Now, she said, the Army is working with the Department of Defense Sexual Assault Prevention and Response Office on an "installation prevention project." For that, a team visited Joint Base Lewis-McChord, Washington, where they interviewed Soldiers, commanders, and stakeholders in the legal, medical and SHARP community about the response and prevention efforts on the installation.
"So we can understand the environment and develop a strategy tailored to that specific installation," she said. "We have a lot of work to do. We can, from [headquarters] level, develop an overarching strategy, but then it will require local work for them to understand what their environment looks like and develop tailored strategies."

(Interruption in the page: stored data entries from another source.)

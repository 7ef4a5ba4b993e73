// src/collect.rs

use tracing::{info, instrument, warn};

use crate::decode::{decode, EncodingPolicy};
use crate::error::ScrapeError;
use crate::fetch::{FetchedPage, PageSource};
use crate::parse::parse_detail;
use crate::progress::Progress;
use crate::record::DrawRecord;

/// A URL that produced no record under either encoding policy.
#[derive(Debug)]
pub struct Failure {
    pub url: String,
    pub primary: ScrapeError,
    pub fallback: ScrapeError,
}

/// How a single URL went.
#[derive(Debug)]
pub enum Outcome {
    /// First attempt succeeded.
    Primary(DrawRecord),
    /// First attempt failed, the alternate policy succeeded.
    Fallback {
        record: DrawRecord,
        primary: ScrapeError,
    },
    /// Both attempts failed.
    Failed(Failure),
}

/// Records in input order, plus every URL that had to be skipped.
#[derive(Debug, Default)]
pub struct Collection {
    pub records: Vec<DrawRecord>,
    pub failures: Vec<Failure>,
}

/// Walks detail URLs one at a time: fetch, decode, parse, and on any failure
/// one more go with the alternate encoding policy.
pub struct Collector<'a, S: PageSource + ?Sized> {
    source: &'a S,
    primary: EncodingPolicy,
    fallback: EncodingPolicy,
}

impl<'a, S: PageSource + ?Sized> Collector<'a, S> {
    pub fn new(source: &'a S, primary: EncodingPolicy) -> Self {
        Self {
            source,
            primary,
            fallback: primary.alternate(),
        }
    }

    pub fn collect(&self, urls: &[String], progress: &mut dyn Progress) -> Collection {
        progress.begin(urls.len());
        let mut out = Collection::default();

        for url in urls {
            match self.process(url) {
                Outcome::Primary(record) => {
                    out.records.push(record);
                    progress.item_done(url, true);
                }
                Outcome::Fallback { record, primary } => {
                    info!(%url, first_error = %primary, "recovered with {}", self.fallback);
                    out.records.push(record);
                    progress.item_done(url, true);
                }
                Outcome::Failed(failure) => {
                    warn!(
                        %url,
                        primary = %failure.primary,
                        fallback = %failure.fallback,
                        "failed"
                    );
                    out.failures.push(failure);
                    progress.item_done(url, false);
                }
            }
        }

        progress.finish();
        out
    }

    /// Two attempts at one URL. The page is only fetched again when the
    /// first fetch itself failed; otherwise the same bytes are re-decoded.
    #[instrument(level = "debug", skip(self))]
    pub fn process(&self, url: &str) -> Outcome {
        let fetched = self.source.fetch(url);

        let primary = match &fetched {
            Ok(page) => match extract(page, self.primary) {
                Ok(record) => return Outcome::Primary(record),
                Err(e) => e,
            },
            Err(e) => e.clone(),
        };
        warn!(%url, kind = primary.kind(), error = %primary, "retrying with {}", self.fallback);

        let retry = match fetched {
            Ok(page) => extract(&page, self.fallback),
            Err(_) => self
                .source
                .fetch(url)
                .and_then(|page| extract(&page, self.fallback)),
        };

        match retry {
            Ok(record) => Outcome::Fallback { record, primary },
            Err(fallback) => Outcome::Failed(Failure {
                url: url.to_string(),
                primary,
                fallback,
            }),
        }
    }
}

fn extract(page: &FetchedPage, policy: EncodingPolicy) -> Result<DrawRecord, ScrapeError> {
    let text = decode(&page.bytes, policy, page.charset.as_deref())?;
    parse_detail(&text)
}

#[cfg(test)]
mod tests {
    use super::*;
    use crate::fetch::MemorySource;
    use crate::progress::NullProgress;
    use encoding_rs::{GBK, UTF_8};
    use std::cell::Cell;

    const STANDARD: &str = include_str!("../tests/fixtures/detail_19001.html");

    fn gbk(s: &str) -> Vec<u8> {
        GBK.encode(s).0.into_owned()
    }

    #[test]
    fn primary_success() {
        let mut src = MemorySource::new();
        src.insert("u1", gbk(STANDARD));
        let c = Collector::new(&src, EncodingPolicy::default());
        assert!(matches!(c.process("u1"), Outcome::Primary(_)));
    }

    #[test]
    fn falls_back_to_detection() {
        // utf-8 first fails on GBK bytes, detection then reads the meta charset
        let mut src = MemorySource::new();
        src.insert("u1", gbk(STANDARD));
        let c = Collector::new(&src, EncodingPolicy::Fixed(UTF_8));
        match c.process("u1") {
            Outcome::Fallback { record, primary } => {
                assert_eq!(record.secondary_number, 12);
                assert!(matches!(primary, ScrapeError::Decode { .. }));
            }
            other => panic!("unexpected outcome {:?}", other),
        }
    }

    #[test]
    fn fallback_recovers_undeclared_legacy_page() {
        let page = STANDARD.replace(
            r#"<meta http-equiv="Content-Type" content="text/html; charset=gb2312" />"#,
            "",
        );
        let mut src = MemorySource::new();
        src.insert("u1", gbk(&page));
        let c = Collector::new(&src, EncodingPolicy::Fixed(UTF_8));
        match c.process("u1") {
            Outcome::Fallback { record, .. } => {
                assert_eq!(record.primary_numbers, vec![2, 11, 13, 24, 28, 32]);
                assert_eq!(record.prize_tier_counts[&1], 9);
            }
            other => panic!("unexpected outcome {:?}", other),
        }
    }

    /// Fails the first fetch of every URL.
    struct Flaky {
        inner: MemorySource,
        calls: Cell<usize>,
    }

    impl PageSource for Flaky {
        fn fetch(&self, url: &str) -> Result<FetchedPage, ScrapeError> {
            self.calls.set(self.calls.get() + 1);
            if self.calls.get() == 1 {
                return Err(ScrapeError::Fetch {
                    url: url.to_string(),
                    reason: "connection reset".to_string(),
                });
            }
            self.inner.fetch(url)
        }
    }

    #[test]
    fn refetches_after_fetch_failure() {
        let mut inner = MemorySource::new();
        inner.insert("u1", gbk(STANDARD));
        let src = Flaky {
            inner,
            calls: Cell::new(0),
        };
        let c = Collector::new(&src, EncodingPolicy::default());
        assert!(matches!(c.process("u1"), Outcome::Fallback { .. }));
        assert_eq!(src.calls.get(), 2);
    }

    #[test]
    fn missing_page_fails_both_attempts() {
        let src = MemorySource::new();
        let c = Collector::new(&src, EncodingPolicy::default());
        let out = c.collect(&["nowhere".to_string()], &mut NullProgress);
        assert!(out.records.is_empty());
        assert_eq!(out.failures.len(), 1);
        assert!(matches!(out.failures[0].fallback, ScrapeError::Fetch { .. }));
    }
}
use serde::{Deserialize, Serialize};

use crate::models::{Course, CourseId, SchoolId};

/// Course as returned by the API.
#[derive(Debug, Clone, PartialEq, Eq, Serialize, Deserialize)]
#[serde(rename_all = "camelCase")]
pub struct CursoDto {
    pub id: CourseId,
    pub name: String,
    pub description: String,
    pub colegio_id: SchoolId,
}

impl From<Course> for CursoDto {
    fn from(course: Course) -> Self {
        Self {
            id: course.id,
            name: course.name,
            description: course.description,
            colegio_id: course.school_id,
        }
    }
}

/// Request body for `POST /api/Cursos`.
///
/// `colegioId` is optional at the JSON level so that a missing selection is
/// answered with a readable validation message instead of a decode error.
#[derive(Debug, Clone, Serialize, Deserialize)]
#[serde(rename_all = "camelCase")]
pub struct CreateCursoRequest {
    pub name: String,
    #[serde(default)]
    pub description: String,
    #[serde(default)]
    pub colegio_id: Option<SchoolId>,
}

pub const CURSOS: &str = "/Cursos";
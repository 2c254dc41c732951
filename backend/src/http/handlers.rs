//! HTTP handlers for the REST API.
//!
//! Each handler corresponds to an API endpoint and delegates to the
//! service layer for business logic.

use axum::{
    extract::{rejection::JsonRejection, Path, State},
    http::StatusCode,
    Json,
};

use super::dto::{
    ColegioDto, CreateColegioRequest, CreateCursoRequest, CreateSalonRequest, CursoDto,
    DistributionReport, DistributionRow, HealthResponse, SalonDto,
};
use super::error::AppError;
use super::state::AppState;
use crate::db::services as db_services;
use crate::models::{CourseId, NewCourse, NewRoom, SchoolId};
use crate::routes::distribution::RESIDUAL_HEADER;
use crate::services;

/// Result type for handlers.
pub type HandlerResult<T> = Result<Json<T>, AppError>;

/// Result type for handlers that create a resource.
pub type CreatedResult<T> = Result<(StatusCode, Json<T>), AppError>;

/// JSON request body whose decode failure is answered by [`AppError`].
pub type JsonBody<T> = Result<Json<T>, JsonRejection>;

// =============================================================================
// Health Check
// =============================================================================

/// GET /health
///
/// Health check endpoint to verify the service is running and storage is reachable.
pub async fn health_check(State(state): State<AppState>) -> HandlerResult<HealthResponse> {
    let db_status = match db_services::health_check(state.repository.as_ref()).await {
        Ok(true) => "connected".to_string(),
        Ok(false) => "disconnected".to_string(),
        Err(e) => format!("error: {}", e),
    };

    Ok(Json(HealthResponse {
        status: "ok".to_string(),
        version: env!("CARGO_PKG_VERSION").to_string(),
        database: db_status,
    }))
}

// =============================================================================
// Colegio
// =============================================================================

/// GET /api/Colegio
pub async fn list_colegios(State(state): State<AppState>) -> HandlerResult<Vec<ColegioDto>> {
    let schools = db_services::list_schools(state.repository.as_ref()).await?;
    Ok(Json(schools.into_iter().map(Into::into).collect()))
}

/// POST /api/Colegio
pub async fn create_colegio(
    State(state): State<AppState>,
    body: JsonBody<CreateColegioRequest>,
) -> CreatedResult<ColegioDto> {
    let Json(request) = body?;
    let school = db_services::create_school(state.repository.as_ref(), request.into()).await?;
    Ok((StatusCode::CREATED, Json(school.into())))
}

// =============================================================================
// Cursos
// =============================================================================

/// GET /api/Cursos
pub async fn list_cursos(State(state): State<AppState>) -> HandlerResult<Vec<CursoDto>> {
    let courses = db_services::list_courses(state.repository.as_ref()).await?;
    Ok(Json(courses.into_iter().map(Into::into).collect()))
}

/// POST /api/Cursos
///
/// A missing `colegioId` is passed on as id 0 so the service layer answers
/// with its "must be selected" validation message.
pub async fn create_curso(
    State(state): State<AppState>,
    body: JsonBody<CreateCursoRequest>,
) -> CreatedResult<CursoDto> {
    let Json(request) = body?;
    let course = NewCourse {
        name: request.name,
        description: request.description,
        school_id: request.colegio_id.unwrap_or(SchoolId::new(0)),
    };
    let stored = db_services::create_course(state.repository.as_ref(), course).await?;
    Ok((StatusCode::CREATED, Json(stored.into())))
}

// =============================================================================
// Salones
// =============================================================================

/// GET /api/Salones
pub async fn list_salones(State(state): State<AppState>) -> HandlerResult<Vec<SalonDto>> {
    let rooms = db_services::list_rooms(state.repository.as_ref()).await?;
    Ok(Json(rooms.into_iter().map(Into::into).collect()))
}

/// POST /api/Salones
pub async fn create_salon(
    State(state): State<AppState>,
    body: JsonBody<CreateSalonRequest>,
) -> CreatedResult<SalonDto> {
    let Json(request) = body?;
    let amount = request
        .amount
        .ok_or_else(|| AppError::BadRequest("Amount is required".to_string()))?;
    let room = NewRoom {
        name: request.name,
        course_id: request.curso_id.unwrap_or(CourseId::new(0)),
        amount,
    };
    let stored = db_services::create_room(state.repository.as_ref(), room).await?;
    Ok((StatusCode::CREATED, Json(stored.into())))
}

// =============================================================================
// Distribucion
// =============================================================================

/// GET /api/Distribucion/{colegio_id}/distribuir/{cantidad}
///
/// Returns the rows in display order; the residual travels in the
/// `x-distribution-residual` header.
pub async fn distribute(
    State(state): State<AppState>,
    Path(raw): Path<(String, String)>,
) -> Result<([(&'static str, String); 1], Json<Vec<DistributionRow>>), AppError> {
    let (school_id, quantity) = parse_distribution_path(&raw)?;
    let report = services::distribute(state.repository.as_ref(), school_id, quantity).await?;
    Ok((
        [(RESIDUAL_HEADER, report.residual.to_string())],
        Json(report.asignaciones),
    ))
}

/// GET /api/Distribucion/{colegio_id}/resumen/{cantidad}
pub async fn distribution_summary(
    State(state): State<AppState>,
    Path(raw): Path<(String, String)>,
) -> HandlerResult<DistributionReport> {
    let (school_id, quantity) = parse_distribution_path(&raw)?;
    let report = services::distribute(state.repository.as_ref(), school_id, quantity).await?;
    Ok(Json(report))
}

/// Parse `{colegio_id}/{cantidad}` path segments.
///
/// Segments are taken as text so that values such as `2.5` or `diez` are
/// reported with the usual JSON error body.
fn parse_distribution_path(
    (colegio_id, cantidad): &(String, String),
) -> Result<(SchoolId, i64), AppError> {
    let school_id = colegio_id.trim().parse::<i64>().map_err(|_| {
        AppError::BadRequest(format!("Invalid school id '{}': expected an integer", colegio_id))
    })?;
    let quantity = cantidad.trim().parse::<i64>().map_err(|_| {
        AppError::BadRequest(format!(
            "Invalid quantity '{}': the number of students must be a whole number greater than zero",
            cantidad
        ))
    })?;
    Ok((SchoolId::new(school_id), quantity))
}
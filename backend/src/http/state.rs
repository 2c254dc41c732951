//! Application state for the HTTP server.

use std::sync::Arc;
use crate::db::repository::FullRepository;

/// Shared application state passed to all handlers.
#[derive(Clone)]
pub struct AppState {
    /// Repository holding schools, courses and rooms
    pub repository: Arc<dyn FullRepository>,
}

impl AppState {
    /// Create a new application state with the given repository.
    pub fn new(repository: Arc<dyn FullRepository>) -> Self {
        Self { repository }
    }
}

Janet Mansfield, with the Office of the Judge Advocate General, also spoke at the forum as part of a panel discussion. She said the recently created special victim prosecutor program, which includes 23 lawyers Army-wide who are specially trained in prosecuting special victim cases, was recently augmented with a new team member position called a "special victim witness liaison."
There are now 23 of those new positions across the Army, she said.
"They are GS-11s with a social work background, and specialized military justice training," she said. The [new team member] will be a primary source of information for the victim, [providing] the status of the case, explanations of the legal process, and assistance with referrals.
Mansfield also said there is a "myth" in the Army, which should be dispelled, that once somebody has consumed one drink of alcohol, they are no longer legally capable of consenting to sexual activity.
"That's not true," she said.
She said that information has been added to training material, but she hears that out in the field, not all trainers are using the training materials, so they miss it.
"Or worse, we have trainers who put that slide up and then say that it's not true," she said.
She said recently the conviction of a Marine for sexual assault was overturned after the case went up for review because of the misinformation regarding the amount of alcohol needed to render a person incapable of providing consent.
"The judges overturned that conviction, threw it out, in part, because the panel members -- those are our juries in the military -- had received official Marine Sexual Assault Prevention and Response training that included this misinformation about alcohol and consent," she said.
"And that meant that the judge and the appellate court felt that these panel members could not properly apply the law, and that this accused Marine had not had a fair trial. It matters."
She said right now, Army prosecutors tell her that when they interview jury members prior to a court martial and they ask about who has had training that contains the incorrect information, "at least half the hands go up every time."